Alex had been so excited that morning when Peter drove her to the hospital.

“Can you believe that in a few short hours she’ll be here?”

She was still in her pajamas, her long blond hair tangled after a fitful night’s sleep, but he didn’t think she’d ever looked more luminous. She wore a grin wider than the Lincoln Tunnel, and if she was nervous, she didn’t show it.

“We’re finally going to meet her!”

“Or him.” He reached over to the passenger seat and squeezed his wife’s hand.

“Uh-uh. No way. It’s a girl. I know it.”

She’d woken up around six with fairly mild contractions and insisted on waiting another two hours before she would let him drive her to Mount Sinai. Two hours in which Peter Templeton had walked up and down the stairs of their West Village brownstone sixteen times, made four unwanted cups of coffee, burned three slices of toast and yelled at his son, Robert, for not being ready for school on time, before being reminded by the housekeeper that it was in fact mid-July, and school had been out for the last five weeks.

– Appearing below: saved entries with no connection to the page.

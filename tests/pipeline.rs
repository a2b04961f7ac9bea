//! End-to-end tests from exported session documents to the dashboard report

use chrono::{DateTime, TimeZone, Utc};
use pretty_assertions::assert_eq;
use scholar_focus::encoder::ReportEncoder;
use scholar_focus::types::FocusReport;
use scholar_focus::{FocusConfig, FocusProcessor, SessionAdapter};

// Friday 2024-03-15 18:00 UTC
fn now() -> DateTime<Utc> {
    Utc.with_ymd_and_hms(2024, 3, 15, 18, 0, 0).unwrap()
}

fn processor() -> FocusProcessor {
    let config = FocusConfig::default()
        .with_target_hours(2.0)
        .with_utc_offset("Z");
    FocusProcessor::new(config)
        .unwrap()
        .with_encoder(ReportEncoder::with_instance_id("e2e".to_string()))
}

const EXPORT: &str = r#"[
    {"id": "fri-1", "startTime": "2024-03-15T08:00:00Z", "actualDurationMinutes": 50,
     "plannedDurationMinutes": 50, "status": "Completed", "interruptionCount": 0, "strictModeUsed": true},
    {"id": "fri-2", "startTime": {"_seconds": 1710500400, "_nanoseconds": 0}, "actualDurationMinutes": "25",
     "plannedDurationMinutes": 25, "status": "completed"},
    {"id": "fri-3", "startTime": "2024-03-15T14:00:00Z", "actualDurationMinutes": 10,
     "plannedDurationMinutes": 25, "status": "Abandoned", "interruptionCount": 3},
    {"id": "mon-prev", "startTime": 1709550000000, "actualDurationMinutes": 90,
     "plannedDurationMinutes": 90, "status": "Completed"},
    {"id": "undated", "actualDurationMinutes": 40, "status": "Completed"},
    {"id": "broken", "startTime": "yesterday", "actualDurationMinutes": -5, "status": "Paused"}
]"#;

#[test]
fn test_report_from_json_export() {
    let raw = SessionAdapter::parse_array(EXPORT).unwrap();
    let report: FocusReport = processor().process_sessions(&raw, now());

    // 50 + 25 completed today; abandoned session does not count
    assert_eq!(report.daily_goal.completed_minutes_today, 75);
    assert_eq!(report.daily_goal.target_hours, 2.0);
    // 1.25h of 2h = 62.5% -> 63
    assert_eq!(report.daily_goal.percent_complete, 63);

    // Friday is index 5; the previous Monday (2024-03-04) is index 1
    assert_eq!(report.weekly_trend.points[5].current_week_minutes, 75);
    assert_eq!(report.weekly_trend.points[1].previous_week_minutes, 90);
    assert_eq!(report.weekly_trend.current_week_total, 75);
    assert_eq!(report.weekly_trend.previous_week_total, 90);

    // Lifetime includes the undated session: 50 + 25 + 90 + 40 = 205 minutes
    assert_eq!(report.lifetime.total_sessions, 6);
    assert_eq!(report.lifetime.completed_sessions, 4);
    assert_eq!(report.lifetime.completed_minutes, 205);
    assert_eq!(report.lifetime.abandoned_sessions, 1);
    assert_eq!(report.lifetime.unknown_status_sessions, 1);
    assert_eq!(report.level.level, 1);
    assert_eq!(report.level.title, "Novice Scholar");

    assert_eq!(report.normalization.records, 6);
    assert_eq!(report.normalization.defaulted_records, 2);
    assert_eq!(
        report.normalization.flags,
        vec![
            "invalid_duration".to_string(),
            "invalid_start_time".to_string(),
            "missing_start_time".to_string(),
            "unknown_status".to_string(),
        ]
    );
    assert_eq!(report.producer.instance_id, "e2e");
}

#[test]
fn test_ndjson_and_json_inputs_agree() {
    let raw = SessionAdapter::parse_array(EXPORT).unwrap();
    let ndjson: String = raw
        .iter()
        .map(|r| serde_json::to_string(r).unwrap() + "\n")
        .collect();

    let from_json = processor().process_json(EXPORT, now()).unwrap();
    let from_ndjson = processor().process_ndjson(&ndjson, now()).unwrap();

    let mut a: serde_json::Value = serde_json::from_str(&from_json).unwrap();
    let mut b: serde_json::Value = serde_json::from_str(&from_ndjson).unwrap();
    // computedAtUtc is wall-clock time
    a["provenance"]["computedAtUtc"] = serde_json::Value::Null;
    b["provenance"]["computedAtUtc"] = serde_json::Value::Null;
    assert_eq!(a, b);
}

#[test]
fn test_validation_lists_defaulted_records() {
    let raw = SessionAdapter::parse_array(EXPORT).unwrap();
    let results = SessionAdapter::validate_sessions(&raw);

    let ids: Vec<Option<String>> = results.iter().map(|r| r.session_id.clone()).collect();
    assert_eq!(
        ids,
        vec![Some("undated".to_string()), Some("broken".to_string())]
    );
    assert_eq!(results[0].index, 4);
    assert!(results[1].describe().contains("startTime"));
}

#[test]
fn test_level_five_after_a_hundred_hours() {
    let docs: Vec<String> = (0..50)
        .map(|i| {
            format!(
                r#"{{"id": "s{i}", "startTime": "2023-06-01T09:00:00Z", "actualDurationMinutes": 120, "status": "Completed"}}"#
            )
        })
        .collect();
    let json = format!("[{}]", docs.join(","));

    let report: serde_json::Value =
        serde_json::from_str(&processor().process_json(&json, now()).unwrap()).unwrap();
    assert_eq!(report["level"]["level"], 5);
    assert_eq!(report["level"]["title"], "Master Scholar");
    assert!(report["level"]["hoursToNextLevel"].is_null());
}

Even at the hospital Peter flapped around uselessly like a mother hen.

“Can I get you anything? A hot towel?”

“I’m fine.”

“Water?”

“No thanks.”

“Crushed ice cubes?”

“Peter…”

“What about that meditation music you’re always playing? That’s calming, right? I could run to the car and get the tape?”

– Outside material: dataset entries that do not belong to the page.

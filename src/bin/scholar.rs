//! Scholar CLI - Command-line interface for Scholar Focus
//!
//! Commands:
//! - report: Compute the dashboard report from exported session documents
//! - validate: List records the normalizer would have to default
//! - level: Show the scholar level for a number of focus hours
//! - config: Write a default configuration file

use chrono::{DateTime, Utc};
use clap::{Parser, Subcommand, ValueEnum};
use std::fs;
use std::io::{self, Read};
use std::path::{Path, PathBuf};
use std::process::ExitCode;
use tracing::info;
use tracing_subscriber::EnvFilter;

use scholar_focus::schema::{RawFocusSession, SessionAdapter};
use scholar_focus::types::FocusReport;
use scholar_focus::{
    level_progress, reconcile_stored_level, ComputeError, FocusConfig, FocusProcessor,
    SCHOLAR_VERSION,
};

/// Scholar - Focus-session aggregation and level progression
#[derive(Parser)]
#[command(name = "scholar")]
#[command(version = SCHOLAR_VERSION)]
#[command(about = "Turn focus-session exports into dashboard values", long_about = None)]
struct Cli {
    #[command(subcommand)]
    command: Commands,
}

#[derive(Subcommand)]
enum Commands {
    /// Compute daily goal, weekly trend, level and lifetime stats
    Report {
        /// Input file path (use - for stdin)
        #[arg(short, long)]
        input: PathBuf,

        /// Input format
        #[arg(long, default_value = "json")]
        input_format: InputFormat,

        /// Output format
        #[arg(long, default_value = "json-pretty")]
        output_format: OutputFormat,

        /// Configuration file (JSON)
        #[arg(long)]
        config: Option<PathBuf>,

        /// Daily target in hours (overrides the configuration file)
        #[arg(long)]
        target_hours: Option<f64>,

        /// UTC offset for day/week boundaries, e.g. "+02:00"
        #[arg(long, allow_hyphen_values = true)]
        utc_offset: Option<String>,

        /// Reference instant (RFC3339); defaults to now
        #[arg(long)]
        now: Option<String>,
    },

    /// List records with missing or invalid fields
    Validate {
        /// Input file path (use - for stdin)
        #[arg(short, long)]
        input: PathBuf,

        /// Input format
        #[arg(long, default_value = "json")]
        input_format: InputFormat,

        /// Output validation report as JSON
        #[arg(long)]
        json: bool,
    },

    /// Show the level for cumulative focus hours
    Level {
        /// Cumulative completed focus hours
        #[arg(long, allow_hyphen_values = true)]
        hours: f64,

        /// Level currently stored on the profile, to check for staleness
        #[arg(long)]
        stored: Option<u8>,

        /// Output as JSON
        #[arg(long)]
        json: bool,
    },

    /// Manage configuration files
    Config {
        /// Write a default configuration to this path
        #[arg(long)]
        init: PathBuf,
    },
}

#[derive(Clone, ValueEnum)]
enum InputFormat {
    /// Newline-delimited JSON (one session document per line)
    Ndjson,
    /// JSON array of session documents
    Json,
}

#[derive(Clone, ValueEnum)]
enum OutputFormat {
    /// Compact JSON
    Json,
    /// Pretty-printed JSON
    JsonPretty,
}

fn main() -> ExitCode {
    tracing_subscriber::fmt()
        .with_env_filter(
            EnvFilter::try_from_default_env().unwrap_or_else(|_| EnvFilter::new("warn")),
        )
        .with_writer(io::stderr)
        .init();

    let cli = Cli::parse();

    match run(cli) {
        Ok(()) => ExitCode::SUCCESS,
        Err(e) => {
            eprintln!(
                "{}",
                serde_json::to_string(&CliError::from(e))
                    .unwrap_or_else(|_| "Unknown error".to_string())
            );
            ExitCode::FAILURE
        }
    }
}

fn run(cli: Cli) -> Result<(), ScholarCliError> {
    match cli.command {
        Commands::Report {
            input,
            input_format,
            output_format,
            config,
            target_hours,
            utc_offset,
            now,
        } => {
            let config = build_config(config.as_deref(), target_hours, utc_offset)?;
            cmd_report(&input, input_format, output_format, config, now.as_deref())
        }

        Commands::Validate {
            input,
            input_format,
            json,
        } => cmd_validate(&input, input_format, json),

        Commands::Level {
            hours,
            stored,
            json,
        } => cmd_level(hours, stored, json),

        Commands::Config { init } => cmd_config_init(&init),
    }
}

fn build_config(
    path: Option<&Path>,
    target_hours: Option<f64>,
    utc_offset: Option<String>,
) -> Result<FocusConfig, ScholarCliError> {
    let mut config = match path {
        Some(path) => FocusConfig::load(path)?,
        None => FocusConfig::default(),
    };
    if let Some(hours) = target_hours {
        config = config.with_target_hours(hours);
    }
    if let Some(offset) = utc_offset {
        config = config.with_utc_offset(offset);
    }
    Ok(config)
}

fn cmd_report(
    input: &Path,
    input_format: InputFormat,
    output_format: OutputFormat,
    config: FocusConfig,
    now: Option<&str>,
) -> Result<(), ScholarCliError> {
    let now = match now {
        Some(raw) => DateTime::parse_from_rfc3339(raw)
            .map(|t| t.with_timezone(&Utc))
            .map_err(|e| ComputeError::InvalidTimestamp(format!("--now {raw:?}: {e}")))?,
        None => Utc::now(),
    };

    let sessions = read_sessions(input, &input_format)?;
    info!(records = sessions.len(), "loaded focus sessions");

    let processor = FocusProcessor::new(config)?;
    let report = processor.process_sessions(&sessions, now);

    println!("{}", format_output(&report, &output_format)?);
    Ok(())
}

fn cmd_validate(input: &Path, input_format: InputFormat, json: bool) -> Result<(), ScholarCliError> {
    let sessions = read_sessions(input, &input_format)?;
    let results = SessionAdapter::validate_sessions(&sessions);

    let report = ValidationReport {
        total_records: sessions.len(),
        clean_records: sessions.len() - results.len(),
        defaulted_records: results.len(),
        issues: results
            .iter()
            .map(|r| ValidationIssueDetail {
                index: r.index,
                session_id: r.session_id.clone(),
                flags: r.flags.iter().map(|f| f.as_str().to_string()).collect(),
                message: r.describe(),
            })
            .collect(),
    };

    if json {
        println!("{}", serde_json::to_string_pretty(&report)?);
    } else {
        println!("Validation Report");
        println!("=================");
        println!("Total records:     {}", report.total_records);
        println!("Clean records:     {}", report.clean_records);
        println!("Defaulted records: {}", report.defaulted_records);

        if !report.issues.is_empty() {
            println!("\nIssues:");
            for issue in &report.issues {
                println!(
                    "  - Session {} (index {}): {}",
                    issue.session_id.as_deref().unwrap_or("unknown"),
                    issue.index,
                    issue.message
                );
            }
        }
    }

    if report.defaulted_records > 0 {
        Err(ScholarCliError::ValidationFailed(report.defaulted_records))
    } else {
        Ok(())
    }
}

fn cmd_level(hours: f64, stored: Option<u8>, json: bool) -> Result<(), ScholarCliError> {
    let progress = level_progress(hours);
    let check = stored.map(|level| reconcile_stored_level(Some(level), hours));

    if json {
        let value = serde_json::json!({
            "level": progress,
            "storedLevel": check,
        });
        println!("{}", serde_json::to_string_pretty(&value)?);
        return Ok(());
    }

    println!("Level {}: {}", progress.level, progress.title);
    match progress.hours_to_next_level {
        Some(remaining) => println!(
            "{}% through this level, {:.1}h to the next",
            progress.progress_percent, remaining
        ),
        None => println!("Top level reached"),
    }
    if let Some(check) = check {
        if check.needs_update {
            println!(
                "Stored level {} is stale; derived level is {}",
                check.stored.unwrap_or(0),
                check.derived
            );
        }
    }
    Ok(())
}

fn cmd_config_init(path: &Path) -> Result<(), ScholarCliError> {
    if path.exists() {
        return Err(ScholarCliError::ConfigExists(path.display().to_string()));
    }
    fs::write(path, FocusConfig::default().to_json()?)?;
    println!("Wrote default configuration to {}", path.display());
    Ok(())
}

// Helper functions

fn read_sessions(
    input: &Path,
    input_format: &InputFormat,
) -> Result<Vec<RawFocusSession>, ScholarCliError> {
    let input_data = if input.to_string_lossy() == "-" {
        let mut buffer = String::new();
        io::stdin().read_to_string(&mut buffer)?;
        buffer
    } else {
        fs::read_to_string(input)?
    };

    let sessions = match input_format {
        InputFormat::Ndjson => SessionAdapter::parse_ndjson(&input_data)?,
        InputFormat::Json => SessionAdapter::parse_array(&input_data)?,
    };
    Ok(sessions)
}

fn format_output(report: &FocusReport, format: &OutputFormat) -> Result<String, ScholarCliError> {
    match format {
        OutputFormat::Json => Ok(serde_json::to_string(report)?),
        OutputFormat::JsonPretty => Ok(serde_json::to_string_pretty(report)?),
    }
}

// Error types

#[derive(Debug)]
enum ScholarCliError {
    Io(io::Error),
    Compute(ComputeError),
    Json(serde_json::Error),
    ValidationFailed(usize),
    ConfigExists(String),
}

impl From<io::Error> for ScholarCliError {
    fn from(e: io::Error) -> Self {
        ScholarCliError::Io(e)
    }
}

impl From<ComputeError> for ScholarCliError {
    fn from(e: ComputeError) -> Self {
        ScholarCliError::Compute(e)
    }
}

impl From<serde_json::Error> for ScholarCliError {
    fn from(e: serde_json::Error) -> Self {
        ScholarCliError::Json(e)
    }
}

#[derive(serde::Serialize)]
struct CliError {
    code: String,
    message: String,
    hint: Option<String>,
}

impl From<ScholarCliError> for CliError {
    fn from(e: ScholarCliError) -> Self {
        match e {
            ScholarCliError::Io(e) => CliError {
                code: "IO_ERROR".to_string(),
                message: e.to_string(),
                hint: Some("Check file paths and permissions".to_string()),
            },
            ScholarCliError::Compute(e) => {
                let hint = match &e {
                    ComputeError::InvalidConfig(_) => "Check dailyTargetHours and utcOffset",
                    ComputeError::InvalidTimestamp(_) => "Use an RFC3339 timestamp with offset",
                    _ => "Ensure input is an array (or NDJSON) of focus-session documents",
                };
                CliError {
                    code: "COMPUTE_ERROR".to_string(),
                    message: e.to_string(),
                    hint: Some(hint.to_string()),
                }
            }
            ScholarCliError::Json(e) => CliError {
                code: "JSON_ERROR".to_string(),
                message: e.to_string(),
                hint: Some("Check JSON syntax".to_string()),
            },
            ScholarCliError::ValidationFailed(count) => CliError {
                code: "VALIDATION_FAILED".to_string(),
                message: format!("{} records would be defaulted", count),
                hint: Some("Fix the listed fields in the source documents".to_string()),
            },
            ScholarCliError::ConfigExists(path) => CliError {
                code: "CONFIG_EXISTS".to_string(),
                message: format!("{} already exists", path),
                hint: Some("Remove the file or choose another path".to_string()),
            },
        }
    }
}

// Report types

#[derive(serde::Serialize)]
struct ValidationReport {
    total_records: usize,
    clean_records: usize,
    defaulted_records: usize,
    issues: Vec<ValidationIssueDetail>,
}

#[derive(serde::Serialize)]
struct ValidationIssueDetail {
    index: usize,
    session_id: Option<String>,
    flags: Vec<String>,
    message: String,
}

Alex laughed. She was astonishingly calm.

“I think you need it more than I do. Honestly, darling, you must try to relax. I’m having a baby. Women do this every day. I’ll be fine.”

I’ll be fine.

The first problems began about an hour later. The midwife frowned at one of the monitors. Its green line had begun rising in sudden, jagged leaps.

“Stand back please, Dr. Templeton.”

Peter searched the woman’s face for clues, like a nervous airline passenger watching the flight attendant during turbulence…if she was still smiling and handing out gin-and-tonics, no one was gonna die, right? But Nurse Matthews would have made a first-class poker player. As she moved surely and confidently around the room, a professional smile of reassurance for Alex, a brusque nod of command to an orderly—
fetch Dr. Farrar immediately
—her doughlike features gave nothing away.

“What is it? What’s the problem?”

Peter struggled to keep the panic out of his voice, for Alex’s sake. Her own mother had died giving birth to her and Eve, a snippet of Blackwell family history that had always terrified Peter. He loved Alexandra so much. If anything should happen to her…

“Your wife’s blood pressure is somewhat elevated, Dr. Templeton. There’s no need for alarm at this stage. I’ve asked Dr. Farrar to come and assess the situation.”

For the first time, Alexandra’s face clouded with anxiety.

“What about the baby? Is she all right? Is she in distress?”

It was typical Alex. Never a thought for herself, only for the child. She’d been exactly the same with Robert. Since the day their son was born, ten years ago now, he’d been the center of his mother’s universe. Had Peter Templeton been a different sort of man, a lesser man, he might have felt jealous. As it was, the bond between mother and son filled him with joy, a delight so intense that at times he could barely contain it.

It was impossible to imagine a more devoted, selfless, adoring mother than Alexandra. Peter would never forget the time Robert came down with chicken pox, a particularly nasty case. He was five years old, and Alex had sat by his bedside for forty-eight hours straight, so engrossed in her son’s needs that she had forgotten to take so much as a sip of water for herself. When Peter came home from work, he’d found her passed out cold on the floor. She was so dehydrated she’d had to be hospitalized and placed on a drip.